Naldo today announced its Series A investment from Softbank Ventures Korea and Qualcomm Ventures. After an initial angel funding in 2013 this is the first major investment for Naldo. Funding will allow for faster scaling along sales, marketing and product-development. Currently Naldo's service is available in and around the Seoul metropolitan area in South Korea.
Naldo provides immediate delivery of any item that needs to get delivered within a maximum time-frame of 90 minutes via a browser-based online ordering-system. The existing offline instant-delivery market in Korea (“quick-service” in Korean) is currently worth $5 Bn USD with thousands of small local providers carving up the market. Until now, no single player has emerged as a market leader, and this is the gap Naldo aims to fill. "The industry still runs under the same structure as 10 years ago with many pain-points for customers, such as late-deliveries, bundled orders or intransparent pricing," explained Naldo CEO Ludolf Ebner-Chung.
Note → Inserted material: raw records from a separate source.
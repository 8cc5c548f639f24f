use backtrace::Backtrace;
use serde::{de, ser};
use std::error::Error;
use std::fmt::{Debug, Display, Formatter};
use std::result::Result;

/// Error kinds for docsift operations
///
/// Every failure aborts the query that raised it. There is no partial result:
/// a query either returns its full result set or one of these errors.
///
/// # Examples
///
/// ```rust,ignore
/// use docsift::errors::{DocSiftError, ErrorKind, DocSiftResult};
///
/// fn example() -> DocSiftResult<()> {
///     Err(DocSiftError::new("$xor is not supported", ErrorKind::UnsupportedOperator("$xor".into())))
/// }
/// ```
#[derive(Debug, PartialEq, Eq, Clone)]
pub enum ErrorKind {
    /// A `$`-prefixed key the evaluator does not recognize. Carries the key.
    UnsupportedOperator(String),
    /// A comparison between operands that cannot be ordered (strict mode only)
    TypeMismatch,
    /// A reserved operator (`$in`, `$ne`, ...) that has no implementation yet.
    /// Carries the key.
    NotImplemented(String),
    /// The filter expression is structurally malformed
    InvalidQuery,
    /// The query options are malformed
    InvalidOptions,
    /// Invalid configuration value
    InvalidConfig,
    /// Error encoding or decoding data
    EncodingError,
    /// Internal error (usually indicates a bug)
    InternalError,
}

impl Display for ErrorKind {
    fn fmt(&self, f: &mut Formatter<'_>) -> std::fmt::Result {
        match self {
            ErrorKind::UnsupportedOperator(op) => write!(f, "Unsupported operator {}", op),
            ErrorKind::TypeMismatch => write!(f, "Type mismatch"),
            ErrorKind::NotImplemented(op) => write!(f, "Operator {} not implemented", op),
            ErrorKind::InvalidQuery => write!(f, "Invalid query"),
            ErrorKind::InvalidOptions => write!(f, "Invalid options"),
            ErrorKind::InvalidConfig => write!(f, "Invalid configuration"),
            ErrorKind::EncodingError => write!(f, "Encoding error"),
            ErrorKind::InternalError => write!(f, "Internal error"),
        }
    }
}

/// Custom docsift error type.
///
/// `DocSiftError` carries a message, an [ErrorKind] and an optional cause.
/// A backtrace is captured at construction for debugging.
///
/// # Examples
///
/// ```rust,ignore
/// use docsift::errors::{DocSiftError, ErrorKind};
///
/// let err = DocSiftError::new("$and expects an array", ErrorKind::InvalidQuery);
///
/// let cause = DocSiftError::new("expected value at line 1", ErrorKind::EncodingError);
/// let err = DocSiftError::new_with_cause("Invalid filter json", ErrorKind::InvalidQuery, cause);
/// ```
#[derive(Clone)]
pub struct DocSiftError {
    message: String,
    error_kind: ErrorKind,
    cause: Option<Box<DocSiftError>>,
    backtrace: Backtrace,
}

impl DocSiftError {
    /// Creates a new `DocSiftError` with the specified message and error kind.
    pub fn new(message: &str, error_kind: ErrorKind) -> Self {
        DocSiftError {
            message: message.to_string(),
            error_kind,
            cause: None,
            backtrace: Backtrace::new(),
        }
    }

    /// Creates a new `DocSiftError` wrapping a cause error.
    pub fn new_with_cause(message: &str, error_kind: ErrorKind, cause: DocSiftError) -> Self {
        DocSiftError {
            message: message.to_string(),
            error_kind,
            cause: Some(Box::new(cause)),
            backtrace: Backtrace::new(),
        }
    }

    pub fn message(&self) -> &str {
        &self.message
    }

    pub fn kind(&self) -> &ErrorKind {
        &self.error_kind
    }

    pub fn cause(&self) -> Option<&DocSiftError> {
        self.cause.as_deref()
    }
}

impl Display for DocSiftError {
    fn fmt(&self, f: &mut Formatter<'_>) -> std::fmt::Result {
        write!(f, "{}", self.message)
    }
}

impl Debug for DocSiftError {
    fn fmt(&self, f: &mut Formatter<'_>) -> std::fmt::Result {
        // print error message with stack trace followed by cause
        match &self.cause {
            Some(cause) => write!(f, "{} ({})\nCaused by: {:?}", self.message, self.error_kind, cause),
            None => write!(f, "{} ({})\n{:?}", self.message, self.error_kind, self.backtrace),
        }
    }
}

impl Error for DocSiftError {
    fn source(&self) -> Option<&(dyn Error + 'static)> {
        match &self.cause {
            Some(cause) => Some(cause.as_ref()),
            None => None,
        }
    }
}

/// A result type alias for docsift operations.
pub type DocSiftResult<T> = Result<T, DocSiftError>;

impl de::Error for DocSiftError {
    fn custom<T: Display>(msg: T) -> Self {
        DocSiftError::new(&msg.to_string(), ErrorKind::EncodingError)
    }
}

impl ser::Error for DocSiftError {
    fn custom<T: Display>(msg: T) -> Self {
        DocSiftError::new(&msg.to_string(), ErrorKind::EncodingError)
    }
}

impl From<serde_json::Error> for DocSiftError {
    fn from(err: serde_json::Error) -> Self {
        DocSiftError::new(&format!("JSON error: {}", err), ErrorKind::EncodingError)
    }
}

impl From<String> for DocSiftError {
    fn from(msg: String) -> Self {
        DocSiftError::new(&msg, ErrorKind::InternalError)
    }
}

impl From<&str> for DocSiftError {
    fn from(msg: &str) -> Self {
        DocSiftError::new(msg, ErrorKind::InternalError)
    }
}
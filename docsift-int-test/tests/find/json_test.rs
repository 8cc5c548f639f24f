use docsift::collection::ReadOperations;
use docsift::errors::ErrorKind;
use serde_json::json;

fn people() -> Vec<serde_json::Value> {
    vec![
        json!({ "name": "amy", "age": 31, "address": { "city": "Oslo" } }),
        json!({ "name": "bob", "age": 19, "address": { "city": "Rome" } }),
        json!({ "name": "cid", "age": 45, "address": { "city": "Oslo" }, "tags": ["x"] }),
    ]
}

#[test]
fn test_find_many_json() {
    let read = ReadOperations::default();
    let found = read
        .find_many_json(
            &json!({ "address.city": "Oslo", "age": { "$gt": 30 } }),
            &json!({ "sort": { "age": -1 } }),
            &people(),
        )
        .unwrap();
    assert_eq!(found, vec![people()[2].clone(), people()[0].clone()]);
}

#[test]
fn test_find_many_json_last_sort_key_dominates() {
    let docs = vec![
        json!({ "id": 0, "name": "bob", "age": 30 }),
        json!({ "id": 1, "name": "amy", "age": 25 }),
        json!({ "id": 2, "name": "bob", "age": 20 }),
        json!({ "id": 3, "name": "amy", "age": 35 }),
    ];
    let read = ReadOperations::default();

    // age decides, name breaks ties
    let options: serde_json::Value = serde_json::from_str(r#"{"sort": {"name": -1, "age": 1}}"#).unwrap();
    let found = read.find_many_json(&json!({}), &options, &docs).unwrap();
    let ids = found.iter().filter_map(|doc| doc["id"].as_i64()).collect::<Vec<_>>();
    assert_eq!(ids, vec![2, 1, 0, 3]);

    let options: serde_json::Value = serde_json::from_str(r#"{"sort": {"age": 1, "name": -1}}"#).unwrap();
    let found = read.find_many_json(&json!({}), &options, &docs).unwrap();
    let ids = found.iter().filter_map(|doc| doc["id"].as_i64()).collect::<Vec<_>>();
    assert_eq!(ids, vec![2, 0, 1, 3]);
}

#[test]
fn test_json_documents_keep_field_order() {
    let read = ReadOperations::default();
    let docs = vec![serde_json::from_str::<serde_json::Value>(r#"{"zeta": 1, "alpha": 2}"#).unwrap()];
    let found = read.find_one_json(&json!({}), &docs).unwrap().unwrap();
    assert_eq!(found.to_string(), r#"{"zeta":1,"alpha":2}"#);
}

#[test]
fn test_find_many_json_with_null_options() {
    let read = ReadOperations::default();
    let found = read
        .find_many_json(&json!({}), &serde_json::Value::Null, &people())
        .unwrap();
    assert_eq!(found, people());
}

#[test]
fn test_find_many_json_pagination() {
    let read = ReadOperations::default();
    let found = read
        .find_many_json(&json!({}), &json!({ "skip": 1, "limit": 1, "sort": null }), &people())
        .unwrap();
    assert_eq!(found, vec![people()[1].clone()]);
}

#[test]
fn test_find_one_json() {
    let read = ReadOperations::default();
    let found = read
        .find_one_json(&json!({ "$or": [{ "age": { "$lt": 20 } }, { "tags": ["x"] }] }), &people())
        .unwrap();
    assert_eq!(found, Some(people()[1].clone()));

    let found = read.find_one_json(&json!({ "name": "dan" }), &people()).unwrap();
    assert_eq!(found, None);
}

#[test]
fn test_json_input_errors() {
    let read = ReadOperations::default();

    let err = read.find_one_json(&json!(["name"]), &people()).unwrap_err();
    assert_eq!(err.kind(), &ErrorKind::InvalidQuery);

    let err = read
        .find_many_json(&json!({}), &json!({ "limit": -1 }), &people())
        .unwrap_err();
    assert_eq!(err.kind(), &ErrorKind::InvalidOptions);

    let err = read
        .find_many_json(&json!({}), &json!({}), &[json!({ "a": 1 }), json!(42)])
        .unwrap_err();
    assert_eq!(err.kind(), &ErrorKind::EncodingError);

    let err = read
        .find_one_json(&json!({ "$nin": [1] }), &people())
        .unwrap_err();
    assert_eq!(err.kind(), &ErrorKind::NotImplemented("$nin".to_string()));
}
Naldo has now developed what Ebner-Chung believes will be a more cost-efficient and convenient solution to tackle these heritage problems in the industry. Through the platform customers can easily place orders online, removing the need for phone interaction with delivery suppliers. These orders are then distributed to Naldo's vast driver-fleet via a mobile-app. Customers can easily track the status of their order via SMS messages which are sent from the company's servers. With an online platform Naldo avoids the high (variable) cost of a callcenter, allowing for much cheaper pricing and dramatically improved efficiency when scaling the service country-wide, or overseas. The service is currently used by hundreds of corporate customers and thousands of end-users throughout the metropolitan area of Seoul, and there are immediate plans to utilize their recent investment to begin scaling from their strong start.
Naldo was founded in March 2013 by Ebner-Chung, the founder and former CEO of Delivery Hero’s Korean operation “Yogiyo”. Yogiyo is now in direct competition with the No. 1 player in the highly lucrative Korean food delivery market. German-Korean Ebner-Chung is also a former McKinsey consultant who previously worked for companies such as NCsoft, CDNetworks and LG Electronics.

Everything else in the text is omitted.